======== Records ========
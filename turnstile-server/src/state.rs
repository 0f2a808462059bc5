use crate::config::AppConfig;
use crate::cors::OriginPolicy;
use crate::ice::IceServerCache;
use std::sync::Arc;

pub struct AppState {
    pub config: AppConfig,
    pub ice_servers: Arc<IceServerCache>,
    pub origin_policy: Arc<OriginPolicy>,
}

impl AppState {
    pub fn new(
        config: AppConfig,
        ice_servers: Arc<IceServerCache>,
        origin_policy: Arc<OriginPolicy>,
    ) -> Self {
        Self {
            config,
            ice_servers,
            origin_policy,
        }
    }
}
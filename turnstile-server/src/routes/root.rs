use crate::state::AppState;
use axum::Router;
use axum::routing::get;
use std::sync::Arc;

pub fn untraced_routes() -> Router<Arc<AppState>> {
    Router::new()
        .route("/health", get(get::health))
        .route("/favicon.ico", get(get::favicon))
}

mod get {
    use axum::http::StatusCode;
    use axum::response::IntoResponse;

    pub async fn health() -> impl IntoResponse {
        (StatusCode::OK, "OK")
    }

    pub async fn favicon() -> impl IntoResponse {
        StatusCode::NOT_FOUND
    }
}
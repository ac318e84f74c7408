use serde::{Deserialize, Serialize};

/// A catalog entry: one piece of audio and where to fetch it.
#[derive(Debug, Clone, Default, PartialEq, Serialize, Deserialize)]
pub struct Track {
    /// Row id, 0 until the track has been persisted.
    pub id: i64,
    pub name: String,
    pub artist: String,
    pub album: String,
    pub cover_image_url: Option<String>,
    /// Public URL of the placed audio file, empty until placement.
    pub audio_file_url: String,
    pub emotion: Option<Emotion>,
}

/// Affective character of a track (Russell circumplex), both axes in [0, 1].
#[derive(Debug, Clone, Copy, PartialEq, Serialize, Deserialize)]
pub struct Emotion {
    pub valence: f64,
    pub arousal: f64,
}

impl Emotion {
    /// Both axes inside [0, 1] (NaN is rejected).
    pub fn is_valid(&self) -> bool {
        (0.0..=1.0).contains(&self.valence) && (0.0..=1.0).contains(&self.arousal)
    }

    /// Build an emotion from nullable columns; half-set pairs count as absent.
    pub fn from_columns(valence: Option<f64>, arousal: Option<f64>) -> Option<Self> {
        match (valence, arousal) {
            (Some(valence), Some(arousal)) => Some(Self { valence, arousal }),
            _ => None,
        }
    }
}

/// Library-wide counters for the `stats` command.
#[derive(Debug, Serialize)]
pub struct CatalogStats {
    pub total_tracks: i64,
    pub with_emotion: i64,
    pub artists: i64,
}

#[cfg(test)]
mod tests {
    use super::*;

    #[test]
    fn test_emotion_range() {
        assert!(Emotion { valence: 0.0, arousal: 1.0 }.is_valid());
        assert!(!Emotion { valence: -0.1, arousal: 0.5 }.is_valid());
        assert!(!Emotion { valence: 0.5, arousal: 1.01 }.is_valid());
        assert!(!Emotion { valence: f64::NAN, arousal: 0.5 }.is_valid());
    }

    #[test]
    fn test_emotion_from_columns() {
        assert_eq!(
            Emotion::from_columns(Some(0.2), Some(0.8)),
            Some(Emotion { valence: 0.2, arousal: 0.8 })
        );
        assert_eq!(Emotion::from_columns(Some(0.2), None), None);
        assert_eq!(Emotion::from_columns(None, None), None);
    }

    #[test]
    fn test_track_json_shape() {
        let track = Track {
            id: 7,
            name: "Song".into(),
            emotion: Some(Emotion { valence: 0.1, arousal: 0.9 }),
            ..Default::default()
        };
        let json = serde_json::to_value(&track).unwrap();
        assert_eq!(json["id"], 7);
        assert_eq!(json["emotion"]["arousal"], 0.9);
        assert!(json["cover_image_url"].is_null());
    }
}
========
======== Records ========
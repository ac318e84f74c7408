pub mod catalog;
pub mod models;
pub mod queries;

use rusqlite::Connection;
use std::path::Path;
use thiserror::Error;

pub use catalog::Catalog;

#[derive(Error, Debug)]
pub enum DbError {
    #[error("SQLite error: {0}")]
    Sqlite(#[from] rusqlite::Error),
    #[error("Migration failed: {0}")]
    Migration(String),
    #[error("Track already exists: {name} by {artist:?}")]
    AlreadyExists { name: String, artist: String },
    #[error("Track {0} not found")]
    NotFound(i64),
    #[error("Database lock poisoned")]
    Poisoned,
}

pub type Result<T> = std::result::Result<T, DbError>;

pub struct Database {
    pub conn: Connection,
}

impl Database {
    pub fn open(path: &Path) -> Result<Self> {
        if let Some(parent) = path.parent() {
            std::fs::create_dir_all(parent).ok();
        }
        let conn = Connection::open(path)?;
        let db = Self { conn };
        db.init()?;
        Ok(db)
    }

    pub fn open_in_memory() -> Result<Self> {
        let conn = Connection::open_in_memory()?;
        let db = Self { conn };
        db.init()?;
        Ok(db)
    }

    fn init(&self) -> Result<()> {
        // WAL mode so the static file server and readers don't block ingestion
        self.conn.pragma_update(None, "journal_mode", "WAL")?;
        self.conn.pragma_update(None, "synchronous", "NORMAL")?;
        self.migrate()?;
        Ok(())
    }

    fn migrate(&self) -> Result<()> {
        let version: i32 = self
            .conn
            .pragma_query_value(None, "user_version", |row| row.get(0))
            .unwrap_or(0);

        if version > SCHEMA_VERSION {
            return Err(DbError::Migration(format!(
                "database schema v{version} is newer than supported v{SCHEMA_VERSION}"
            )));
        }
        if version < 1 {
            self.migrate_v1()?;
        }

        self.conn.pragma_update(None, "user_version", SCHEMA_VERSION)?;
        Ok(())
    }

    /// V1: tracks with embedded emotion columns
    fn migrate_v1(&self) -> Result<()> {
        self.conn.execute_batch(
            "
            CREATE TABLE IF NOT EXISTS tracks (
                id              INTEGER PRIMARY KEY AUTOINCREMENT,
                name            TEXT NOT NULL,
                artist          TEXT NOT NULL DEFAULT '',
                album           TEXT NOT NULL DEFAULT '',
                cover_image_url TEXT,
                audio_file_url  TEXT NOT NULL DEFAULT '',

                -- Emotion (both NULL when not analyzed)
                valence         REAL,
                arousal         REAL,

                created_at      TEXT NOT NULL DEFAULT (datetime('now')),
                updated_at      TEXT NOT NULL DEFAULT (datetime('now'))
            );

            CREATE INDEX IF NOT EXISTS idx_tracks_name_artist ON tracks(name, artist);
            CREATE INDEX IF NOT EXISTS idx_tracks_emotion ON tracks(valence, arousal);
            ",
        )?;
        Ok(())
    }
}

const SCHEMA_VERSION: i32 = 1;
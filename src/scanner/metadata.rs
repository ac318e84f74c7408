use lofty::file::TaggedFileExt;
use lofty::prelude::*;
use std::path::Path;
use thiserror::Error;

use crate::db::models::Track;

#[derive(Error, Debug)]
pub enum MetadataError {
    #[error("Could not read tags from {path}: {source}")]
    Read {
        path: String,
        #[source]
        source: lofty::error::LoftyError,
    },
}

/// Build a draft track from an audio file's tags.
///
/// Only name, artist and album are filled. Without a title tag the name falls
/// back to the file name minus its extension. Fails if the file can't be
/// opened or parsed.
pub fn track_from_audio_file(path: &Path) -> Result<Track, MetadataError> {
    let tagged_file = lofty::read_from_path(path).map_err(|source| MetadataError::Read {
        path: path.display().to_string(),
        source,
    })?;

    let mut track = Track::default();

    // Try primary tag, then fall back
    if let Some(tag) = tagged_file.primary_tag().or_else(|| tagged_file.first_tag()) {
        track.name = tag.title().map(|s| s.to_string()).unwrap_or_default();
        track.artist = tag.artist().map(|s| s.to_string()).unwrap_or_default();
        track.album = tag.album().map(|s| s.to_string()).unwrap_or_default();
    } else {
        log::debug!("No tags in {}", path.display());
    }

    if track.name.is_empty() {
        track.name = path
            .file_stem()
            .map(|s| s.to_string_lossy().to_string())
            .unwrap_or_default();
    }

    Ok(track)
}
========
■ **Task requirements**
When a line in the records holds the string "Build", copy that line.

■ **Expected output**
    /// Build an emotion from nullable columns; half-set pairs count as absent.
/// Build a draft track from an audio file's tags.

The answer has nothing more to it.